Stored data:
▬▬▬

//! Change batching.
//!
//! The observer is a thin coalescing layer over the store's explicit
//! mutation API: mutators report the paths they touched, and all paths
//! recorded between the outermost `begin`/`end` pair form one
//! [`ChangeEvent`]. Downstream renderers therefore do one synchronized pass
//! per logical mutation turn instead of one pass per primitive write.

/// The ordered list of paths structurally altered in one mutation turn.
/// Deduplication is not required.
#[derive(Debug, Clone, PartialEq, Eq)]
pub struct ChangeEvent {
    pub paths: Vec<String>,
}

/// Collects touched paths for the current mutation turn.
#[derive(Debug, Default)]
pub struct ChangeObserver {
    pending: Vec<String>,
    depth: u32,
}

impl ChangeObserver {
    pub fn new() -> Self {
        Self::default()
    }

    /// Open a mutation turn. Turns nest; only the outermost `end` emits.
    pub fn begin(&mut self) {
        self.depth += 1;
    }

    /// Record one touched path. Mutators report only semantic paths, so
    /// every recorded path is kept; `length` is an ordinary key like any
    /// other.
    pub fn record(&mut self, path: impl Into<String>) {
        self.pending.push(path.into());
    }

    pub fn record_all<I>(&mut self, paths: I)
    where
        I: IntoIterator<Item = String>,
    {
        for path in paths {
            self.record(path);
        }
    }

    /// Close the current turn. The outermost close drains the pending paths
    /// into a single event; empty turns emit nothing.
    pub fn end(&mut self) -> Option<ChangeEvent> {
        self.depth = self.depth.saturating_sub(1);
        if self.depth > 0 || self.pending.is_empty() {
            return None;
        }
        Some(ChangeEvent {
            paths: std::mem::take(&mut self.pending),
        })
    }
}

▬▬▬

**Problem to work on**
Find the lines in the records that contain the word "ChangeObserver", then copy every one of them.

**Expected answer**
pub struct ChangeObserver {
impl ChangeObserver {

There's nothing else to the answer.